● **Prompt**: The word "crate" may appear in lines of the data below. Say how many lines hold it, giving only the number.

● **Dataset**:

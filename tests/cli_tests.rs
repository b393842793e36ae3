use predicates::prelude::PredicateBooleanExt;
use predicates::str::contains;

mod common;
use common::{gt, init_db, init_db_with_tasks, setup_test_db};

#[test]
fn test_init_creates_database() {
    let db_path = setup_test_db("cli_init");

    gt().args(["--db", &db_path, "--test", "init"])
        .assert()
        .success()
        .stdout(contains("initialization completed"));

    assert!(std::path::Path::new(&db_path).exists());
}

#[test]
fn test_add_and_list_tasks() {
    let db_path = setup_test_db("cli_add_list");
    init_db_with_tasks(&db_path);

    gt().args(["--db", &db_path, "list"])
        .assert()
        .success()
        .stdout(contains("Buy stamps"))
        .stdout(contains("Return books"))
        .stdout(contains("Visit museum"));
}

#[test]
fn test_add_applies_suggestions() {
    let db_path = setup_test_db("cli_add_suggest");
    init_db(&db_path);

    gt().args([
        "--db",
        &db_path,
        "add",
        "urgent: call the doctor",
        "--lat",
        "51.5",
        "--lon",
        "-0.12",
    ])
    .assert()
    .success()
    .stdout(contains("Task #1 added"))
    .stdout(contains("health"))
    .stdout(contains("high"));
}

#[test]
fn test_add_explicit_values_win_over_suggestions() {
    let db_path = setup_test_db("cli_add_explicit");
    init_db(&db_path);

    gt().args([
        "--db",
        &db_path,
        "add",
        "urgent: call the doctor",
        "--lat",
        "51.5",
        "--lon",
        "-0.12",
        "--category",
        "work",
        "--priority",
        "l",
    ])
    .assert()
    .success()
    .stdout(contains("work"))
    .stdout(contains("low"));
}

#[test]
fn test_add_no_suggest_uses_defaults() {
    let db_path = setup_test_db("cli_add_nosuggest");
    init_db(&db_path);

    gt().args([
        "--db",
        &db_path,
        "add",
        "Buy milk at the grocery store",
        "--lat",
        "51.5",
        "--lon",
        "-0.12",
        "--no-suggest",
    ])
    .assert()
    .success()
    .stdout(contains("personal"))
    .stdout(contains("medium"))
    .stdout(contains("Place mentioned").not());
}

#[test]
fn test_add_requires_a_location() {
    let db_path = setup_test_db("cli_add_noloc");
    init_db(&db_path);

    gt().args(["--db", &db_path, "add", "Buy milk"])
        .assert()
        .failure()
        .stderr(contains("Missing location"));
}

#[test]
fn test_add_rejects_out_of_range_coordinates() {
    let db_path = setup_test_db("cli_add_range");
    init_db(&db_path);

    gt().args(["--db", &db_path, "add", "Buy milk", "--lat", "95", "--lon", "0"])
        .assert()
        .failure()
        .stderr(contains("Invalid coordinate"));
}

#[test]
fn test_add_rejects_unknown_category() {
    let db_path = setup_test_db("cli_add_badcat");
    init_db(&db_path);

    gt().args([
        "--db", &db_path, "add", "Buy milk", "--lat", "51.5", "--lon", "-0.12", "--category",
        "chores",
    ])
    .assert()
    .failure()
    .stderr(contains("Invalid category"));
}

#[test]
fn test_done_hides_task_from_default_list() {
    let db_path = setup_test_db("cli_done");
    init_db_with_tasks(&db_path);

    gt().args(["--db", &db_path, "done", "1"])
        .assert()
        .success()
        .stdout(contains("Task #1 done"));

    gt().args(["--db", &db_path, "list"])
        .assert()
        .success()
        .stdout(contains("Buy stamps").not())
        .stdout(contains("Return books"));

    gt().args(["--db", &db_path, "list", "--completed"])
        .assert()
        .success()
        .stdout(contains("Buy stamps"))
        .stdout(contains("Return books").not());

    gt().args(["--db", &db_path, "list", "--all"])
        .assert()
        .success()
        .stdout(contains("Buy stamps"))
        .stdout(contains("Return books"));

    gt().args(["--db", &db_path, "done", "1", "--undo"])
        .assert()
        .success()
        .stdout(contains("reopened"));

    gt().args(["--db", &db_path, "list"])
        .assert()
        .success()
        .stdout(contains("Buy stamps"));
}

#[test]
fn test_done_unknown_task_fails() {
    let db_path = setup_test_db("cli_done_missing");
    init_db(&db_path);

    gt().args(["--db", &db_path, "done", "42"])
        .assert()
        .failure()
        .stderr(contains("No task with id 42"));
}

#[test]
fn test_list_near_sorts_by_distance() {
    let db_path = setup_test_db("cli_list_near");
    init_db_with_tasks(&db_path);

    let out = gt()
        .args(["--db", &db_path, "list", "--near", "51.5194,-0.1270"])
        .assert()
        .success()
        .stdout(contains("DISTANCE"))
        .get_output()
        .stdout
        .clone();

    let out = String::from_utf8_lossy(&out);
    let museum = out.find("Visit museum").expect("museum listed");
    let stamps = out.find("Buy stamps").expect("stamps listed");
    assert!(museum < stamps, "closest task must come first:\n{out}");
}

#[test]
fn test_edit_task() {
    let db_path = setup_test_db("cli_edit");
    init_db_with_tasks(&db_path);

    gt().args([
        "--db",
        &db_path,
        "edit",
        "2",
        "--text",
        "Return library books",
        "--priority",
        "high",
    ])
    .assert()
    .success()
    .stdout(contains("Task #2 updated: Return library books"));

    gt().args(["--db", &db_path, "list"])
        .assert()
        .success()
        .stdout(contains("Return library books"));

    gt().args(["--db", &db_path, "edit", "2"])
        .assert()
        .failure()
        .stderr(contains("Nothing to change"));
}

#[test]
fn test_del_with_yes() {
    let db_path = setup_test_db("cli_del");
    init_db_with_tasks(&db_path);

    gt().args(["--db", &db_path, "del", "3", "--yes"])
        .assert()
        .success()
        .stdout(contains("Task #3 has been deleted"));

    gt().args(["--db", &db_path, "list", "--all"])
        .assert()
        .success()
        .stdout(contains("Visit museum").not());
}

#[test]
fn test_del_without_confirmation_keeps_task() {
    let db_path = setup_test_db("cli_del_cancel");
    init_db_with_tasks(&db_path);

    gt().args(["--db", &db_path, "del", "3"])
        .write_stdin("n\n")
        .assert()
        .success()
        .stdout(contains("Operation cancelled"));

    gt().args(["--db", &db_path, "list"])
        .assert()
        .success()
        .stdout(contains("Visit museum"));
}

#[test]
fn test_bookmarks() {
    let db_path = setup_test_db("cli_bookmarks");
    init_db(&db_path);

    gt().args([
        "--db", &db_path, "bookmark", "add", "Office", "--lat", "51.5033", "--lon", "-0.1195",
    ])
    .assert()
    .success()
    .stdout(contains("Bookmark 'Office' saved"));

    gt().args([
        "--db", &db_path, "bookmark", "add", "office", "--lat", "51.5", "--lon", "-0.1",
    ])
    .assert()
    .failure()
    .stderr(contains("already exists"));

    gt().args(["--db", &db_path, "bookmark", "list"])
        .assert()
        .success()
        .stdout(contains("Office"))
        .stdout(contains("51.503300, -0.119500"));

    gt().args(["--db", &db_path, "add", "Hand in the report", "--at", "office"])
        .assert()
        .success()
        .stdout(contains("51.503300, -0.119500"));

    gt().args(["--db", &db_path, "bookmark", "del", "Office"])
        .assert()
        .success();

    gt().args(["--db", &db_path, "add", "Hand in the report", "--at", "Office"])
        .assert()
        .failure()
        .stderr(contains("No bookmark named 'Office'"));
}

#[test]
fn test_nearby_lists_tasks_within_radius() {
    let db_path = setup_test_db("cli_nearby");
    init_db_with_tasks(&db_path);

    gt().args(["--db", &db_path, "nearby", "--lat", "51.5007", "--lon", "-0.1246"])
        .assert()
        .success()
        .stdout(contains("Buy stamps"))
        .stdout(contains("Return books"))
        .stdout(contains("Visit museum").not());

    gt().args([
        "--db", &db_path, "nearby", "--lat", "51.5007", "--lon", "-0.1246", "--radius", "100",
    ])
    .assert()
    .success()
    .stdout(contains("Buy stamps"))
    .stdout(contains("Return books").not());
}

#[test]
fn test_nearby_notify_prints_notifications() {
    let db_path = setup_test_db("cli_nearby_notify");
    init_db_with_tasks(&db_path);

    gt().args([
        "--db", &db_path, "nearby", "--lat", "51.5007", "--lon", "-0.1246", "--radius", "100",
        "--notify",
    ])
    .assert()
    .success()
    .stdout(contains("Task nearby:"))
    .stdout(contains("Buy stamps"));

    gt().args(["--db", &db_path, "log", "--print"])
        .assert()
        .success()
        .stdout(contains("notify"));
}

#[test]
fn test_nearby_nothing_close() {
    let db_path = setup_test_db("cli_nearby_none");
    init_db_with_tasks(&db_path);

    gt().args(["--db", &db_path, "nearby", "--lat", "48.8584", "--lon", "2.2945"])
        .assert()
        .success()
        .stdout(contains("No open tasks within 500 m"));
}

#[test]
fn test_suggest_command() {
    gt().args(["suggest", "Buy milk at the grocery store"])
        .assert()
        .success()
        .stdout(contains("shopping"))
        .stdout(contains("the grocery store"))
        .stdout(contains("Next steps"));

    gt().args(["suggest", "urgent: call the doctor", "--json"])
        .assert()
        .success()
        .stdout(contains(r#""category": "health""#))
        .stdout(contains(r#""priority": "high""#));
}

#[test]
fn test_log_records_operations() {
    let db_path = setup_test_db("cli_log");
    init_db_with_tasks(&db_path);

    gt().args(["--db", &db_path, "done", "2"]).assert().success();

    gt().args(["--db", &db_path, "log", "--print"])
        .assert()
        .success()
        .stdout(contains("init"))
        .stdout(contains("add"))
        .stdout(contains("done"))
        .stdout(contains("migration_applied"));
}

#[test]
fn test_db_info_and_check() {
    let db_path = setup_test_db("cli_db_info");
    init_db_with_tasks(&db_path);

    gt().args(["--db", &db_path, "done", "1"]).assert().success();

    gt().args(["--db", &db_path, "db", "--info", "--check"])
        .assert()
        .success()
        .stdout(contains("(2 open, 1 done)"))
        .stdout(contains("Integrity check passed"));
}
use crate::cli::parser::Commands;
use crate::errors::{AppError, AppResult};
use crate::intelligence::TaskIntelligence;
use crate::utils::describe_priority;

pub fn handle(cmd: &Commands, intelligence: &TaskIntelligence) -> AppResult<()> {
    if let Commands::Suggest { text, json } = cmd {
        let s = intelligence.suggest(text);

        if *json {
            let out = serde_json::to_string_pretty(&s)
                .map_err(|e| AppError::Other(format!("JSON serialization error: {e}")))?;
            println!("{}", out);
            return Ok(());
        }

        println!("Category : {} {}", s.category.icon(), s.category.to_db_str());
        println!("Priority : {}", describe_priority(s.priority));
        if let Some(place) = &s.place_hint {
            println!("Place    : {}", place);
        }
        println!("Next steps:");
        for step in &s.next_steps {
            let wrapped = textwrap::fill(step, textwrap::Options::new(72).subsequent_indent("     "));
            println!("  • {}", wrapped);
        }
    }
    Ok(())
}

● **The completed task**: 4